START LISTED ENTRIES

use chrono::{DateTime, Utc};
use rust_decimal::Decimal;
use sea_orm::{
    sea_query::{Expr, Query},
    ActiveValue::Set,
    ColumnTrait, ConnectionTrait, DatabaseConnection, DbErr, EntityTrait, PaginatorTrait,
    QueryFilter, QueryOrder, QuerySelect, SqlErr, TransactionTrait,
};
use std::collections::{BTreeMap, HashMap};
use std::sync::Arc;
use thiserror::Error;
use tracing::{debug, instrument, warn};
use uuid::Uuid;

use crate::entities::order::{self, Column, Entity as Order};
use crate::entities::order_item::{self, Entity as OrderItem};
use crate::errors::ServiceError;
use crate::models::order::{OrderStatus, PaymentMethod, PaymentStatus};
use crate::services::order_status::StatusChange;

/// Order row together with its line items, ordered by position.
#[derive(Clone, Debug, PartialEq, Eq)]
pub struct StoredOrder {
    pub order: order::Model,
    pub items: Vec<order_item::Model>,
}

/// Failures of the write-once insert that callers need to tell apart.
#[derive(Debug, Error)]
pub enum StoreError {
    #[error("order number already taken")]
    DuplicateOrderNumber,

    #[error("an order already exists for this checkout session")]
    DuplicateSession,

    #[error(transparent)]
    Db(#[from] DbErr),
}

impl From<StoreError> for ServiceError {
    fn from(err: StoreError) -> Self {
        match err {
            StoreError::DuplicateOrderNumber | StoreError::DuplicateSession => {
                ServiceError::Conflict(err.to_string())
            }
            StoreError::Db(db) => ServiceError::DatabaseError(db),
        }
    }
}

/// Maps unique-index violations onto the field they protect.
fn classify_insert_error(err: DbErr) -> StoreError {
    match err.sql_err() {
        Some(SqlErr::UniqueConstraintViolation(message)) if message.contains("stripe_session_id") => {
            StoreError::DuplicateSession
        }
        Some(SqlErr::UniqueConstraintViolation(message)) if message.contains("order_number") => {
            StoreError::DuplicateOrderNumber
        }
        _ => StoreError::Db(err),
    }
}

/// Order row ready to be written; every derived field is already computed.
#[derive(Clone, Debug)]
pub struct NewOrder {
    pub id: Uuid,
    pub order_number: String,
    pub user_id: String,
    pub shipping_address: String,
    pub subtotal: Decimal,
    pub shipping_cost: Decimal,
    pub discount: Decimal,
    pub tax: Decimal,
    pub total: Decimal,
    pub payment_method: PaymentMethod,
    pub payment_status: PaymentStatus,
    pub stripe_session_id: Option<String>,
    pub stripe_payment_intent_id: Option<String>,
    pub coupon_code: String,
    pub estimated_delivery: DateTime<Utc>,
    pub created_at: DateTime<Utc>,
    pub items: Vec<NewOrderItem>,
}

#[derive(Clone, Debug)]
pub struct NewOrderItem {
    pub product_id: String,
    pub shop_id: String,
    pub title: String,
    pub image: String,
    pub price: Decimal,
    pub quantity: i32,
    pub selected_color: String,
    pub selected_size: String,
    pub platform_fee: Decimal,
    pub seller_earnings: Decimal,
}

/// Listing filter; every populated field narrows the result.
#[derive(Clone, Debug, Default)]
pub struct OrderFilter {
    pub user_id: Option<String>,
    /// Orders with at least one line item from this shop
    pub shop_id: Option<String>,
    pub status: Option<OrderStatus>,
    pub payment_status: Option<PaymentStatus>,
    pub payment_method: Option<PaymentMethod>,
}

/// Aggregate figures over every order.
#[derive(Clone, Debug, Default, PartialEq, Eq)]
pub struct OrderTotals {
    pub total_orders: u64,
    pub total_revenue: Decimal,
    pub by_status: BTreeMap<String, u64>,
}

/// Durable order store
#[derive(Debug, Clone)]
pub struct OrderRepository {
    db: Arc<DatabaseConnection>,
}

impl OrderRepository {
    pub fn new(db: Arc<DatabaseConnection>) -> Self {
        Self { db }
    }

    /// Writes the order and its items in one transaction.
    #[instrument(skip(self, new_order), fields(order_number = %new_order.order_number))]
    pub async fn insert(&self, new_order: NewOrder) -> Result<StoredOrder, StoreError> {
        let now = new_order.created_at;
        let order_row = order::ActiveModel {
            id: Set(new_order.id),
            order_number: Set(new_order.order_number),
            user_id: Set(new_order.user_id),
            shipping_address: Set(new_order.shipping_address),
            subtotal: Set(new_order.subtotal),
            shipping_cost: Set(new_order.shipping_cost),
            discount: Set(new_order.discount),
            tax: Set(new_order.tax),
            total: Set(new_order.total),
            payment_method: Set(new_order.payment_method.to_string()),
            payment_status: Set(new_order.payment_status.to_string()),
            status: Set(OrderStatus::Pending.to_string()),
            stripe_session_id: Set(new_order.stripe_session_id),
            stripe_payment_intent_id: Set(new_order.stripe_payment_intent_id),
            coupon_code: Set(new_order.coupon_code),
            estimated_delivery: Set(new_order.estimated_delivery),
            delivered_at: Set(None),
            cancelled_at: Set(None),
            cancel_reason: Set(None),
            created_at: Set(now),
            updated_at: Set(now),
            version: Set(1),
        };

        let item_rows: Vec<order_item::ActiveModel> = new_order
            .items
            .into_iter()
            .enumerate()
            .map(|(position, item)| order_item::ActiveModel {
                id: Set(Uuid::new_v4()),
                order_id: Set(new_order.id),
                position: Set(position as i32),
                product_id: Set(item.product_id),
                shop_id: Set(item.shop_id),
                title: Set(item.title),
                image: Set(item.image),
                price: Set(item.price),
                quantity: Set(item.quantity),
                selected_color: Set(item.selected_color),
                selected_size: Set(item.selected_size),
                platform_fee: Set(item.platform_fee),
                seller_earnings: Set(item.seller_earnings),
            })
            .collect();

        let txn = self.db.begin().await?;

        Order::insert(order_row)
            .exec_without_returning(&txn)
            .await
            .map_err(classify_insert_error)?;

        if !item_rows.is_empty() {
            OrderItem::insert_many(item_rows)
                .exec_without_returning(&txn)
                .await?;
        }

        let stored = load_one(&txn, new_order.id)
            .await?
            .ok_or_else(|| DbErr::RecordNotFound(new_order.id.to_string()))?;

        txn.commit().await?;
        debug!(order_id = %stored.order.id, "order persisted");
        Ok(stored)
    }

    pub async fn find_by_id(&self, id: Uuid) -> Result<Option<StoredOrder>, ServiceError> {
        Ok(load_one(self.db.as_ref(), id).await?)
    }

    pub async fn find_by_order_number(
        &self,
        order_number: &str,
    ) -> Result<Option<StoredOrder>, ServiceError> {
        let found = Order::find()
            .filter(Column::OrderNumber.eq(order_number))
            .one(self.db.as_ref())
            .await?;
        Ok(match found {
            Some(order) => Some(attach_items(self.db.as_ref(), order).await?),
            None => None,
        })
    }

    pub async fn find_by_session(
        &self,
        session_id: &str,
    ) -> Result<Option<StoredOrder>, ServiceError> {
        let found = Order::find()
            .filter(Column::StripeSessionId.eq(session_id))
            .one(self.db.as_ref())
            .await?;
        Ok(match found {
            Some(order) => Some(attach_items(self.db.as_ref(), order).await?),
            None => None,
        })
    }

    /// Newest-first page of orders matching `filter`, plus the total match count.
    /// `page` is 1-based.
    #[instrument(skip(self))]
    pub async fn list(
        &self,
        filter: &OrderFilter,
        page: u64,
        limit: u64,
    ) -> Result<(Vec<StoredOrder>, u64), ServiceError> {
        let mut query = Order::find();

        if let Some(user_id) = &filter.user_id {
            query = query.filter(Column::UserId.eq(user_id.as_str()));
        }
        if let Some(shop_id) = &filter.shop_id {
            query = query.filter(
                Column::Id.in_subquery(
                    Query::select()
                        .column(order_item::Column::OrderId)
                        .from(OrderItem)
                        .and_where(order_item::Column::ShopId.eq(shop_id.as_str()))
                        .to_owned(),
                ),
            );
        }
        if let Some(status) = filter.status {
            query = query.filter(Column::Status.eq(status.to_string()));
        }
        if let Some(payment_status) = filter.payment_status {
            query = query.filter(Column::PaymentStatus.eq(payment_status.to_string()));
        }
        if let Some(method) = filter.payment_method {
            query = query.filter(Column::PaymentMethod.eq(method.to_string()));
        }

        let paginator = query
            .order_by_desc(Column::CreatedAt)
            .order_by_desc(Column::Id)
            .paginate(self.db.as_ref(), limit);

        let total = paginator.num_items().await?;
        let orders = paginator.fetch_page(page.saturating_sub(1)).await?;

        let stored = attach_items_many(self.db.as_ref(), orders).await?;
        Ok((stored, total))
    }

    /// Applies `change` only if the row still carries `expected_version`.
    ///
    /// Returns `ConcurrentModification` when another writer got there first.
    #[instrument(skip(self, change), fields(to = %change.status))]
    pub async fn apply_status_change(
        &self,
        id: Uuid,
        expected_version: i32,
        change: &StatusChange,
        now: DateTime<Utc>,
    ) -> Result<StoredOrder, ServiceError> {
        let mut update = Order::update_many()
            .col_expr(Column::Status, Expr::value(change.status.to_string()))
            .col_expr(
                Column::PaymentStatus,
                Expr::value(change.payment_status.to_string()),
            )
            .col_expr(Column::UpdatedAt, Expr::value(now))
            .col_expr(Column::Version, Expr::col(Column::Version).add(1));

        if let Some(delivered_at) = change.delivered_at {
            update = update.col_expr(Column::DeliveredAt, Expr::value(delivered_at));
        }
        if let Some(cancelled_at) = change.cancelled_at {
            update = update.col_expr(Column::CancelledAt, Expr::value(cancelled_at));
        }
        if let Some(reason) = &change.cancel_reason {
            update = update.col_expr(Column::CancelReason, Expr::value(reason.clone()));
        }

        let result = update
            .filter(Column::Id.eq(id))
            .filter(Column::Version.eq(expected_version))
            .exec(self.db.as_ref())
            .await?;

        if result.rows_affected == 0 {
            warn!(order_id = %id, expected_version, "stale status update rejected");
            return Err(ServiceError::ConcurrentModification(id));
        }

        self.find_by_id(id)
            .await?
            .ok_or_else(|| ServiceError::NotFound("Order not found".to_string()))
    }

    /// Count, paid revenue and per-status breakdown. Not a snapshot.
    #[instrument(skip(self))]
    pub async fn totals(&self) -> Result<OrderTotals, ServiceError> {
        let db = self.db.as_ref();

        let total_orders = Order::find().count(db).await?;

        let by_status_rows: Vec<(String, i64)> = Order::find()
            .select_only()
            .column(Column::Status)
            .column_as(Expr::col(Column::Id).count(), "count")
            .group_by(Column::Status)
            .into_tuple()
            .all(db)
            .await?;

        let paid_totals: Vec<Decimal> = Order::find()
            .select_only()
            .column(Column::Total)
            .filter(Column::PaymentStatus.eq(PaymentStatus::Paid.to_string()))
            .into_tuple()
            .all(db)
            .await?;

        Ok(OrderTotals {
            total_orders,
            total_revenue: paid_totals.into_iter().sum(),
            by_status: by_status_rows
                .into_iter()
                .map(|(status, count)| (status, count.max(0) as u64))
                .collect(),
        })
    }
}

async fn load_one<C: ConnectionTrait>(db: &C, id: Uuid) -> Result<Option<StoredOrder>, DbErr> {
    match Order::find_by_id(id).one(db).await? {
        Some(order) => Ok(Some(attach_items(db, order).await?)),
        None => Ok(None),
    }
}

async fn attach_items<C: ConnectionTrait>(
    db: &C,
    order: order::Model,
) -> Result<StoredOrder, DbErr> {
    let items = OrderItem::find()
        .filter(order_item::Column::OrderId.eq(order.id))
        .order_by_asc(order_item::Column::Position)
        .all(db)
        .await?;
    Ok(StoredOrder { order, items })
}

async fn attach_items_many<C: ConnectionTrait>(
    db: &C,
    orders: Vec<order::Model>,
) -> Result<Vec<StoredOrder>, DbErr> {
    if orders.is_empty() {
        return Ok(Vec::new());
    }

    let ids: Vec<Uuid> = orders.iter().map(|o| o.id).collect();
    let mut grouped: HashMap<Uuid, Vec<order_item::Model>> = HashMap::new();
    for item in OrderItem::find()
        .filter(order_item::Column::OrderId.is_in(ids))
        .order_by_asc(order_item::Column::Position)
        .all(db)
        .await?
    {
        grouped.entry(item.order_id).or_default().push(item);
    }

    Ok(orders
        .into_iter()
        .map(|order| {
            let items = grouped.remove(&order.id).unwrap_or_default();
            StoredOrder { order, items }
        })
        .collect())
}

END LISTED ENTRIES

* DIRECTIONS *
List every line in the records above that contains the word "UniqueConstraintViolation".

* REPLY *
        Some(SqlErr::UniqueConstraintViolation(message)) if message.contains("stripe_session_id") => {
        Some(SqlErr::UniqueConstraintViolation(message)) if message.contains("order_number") => {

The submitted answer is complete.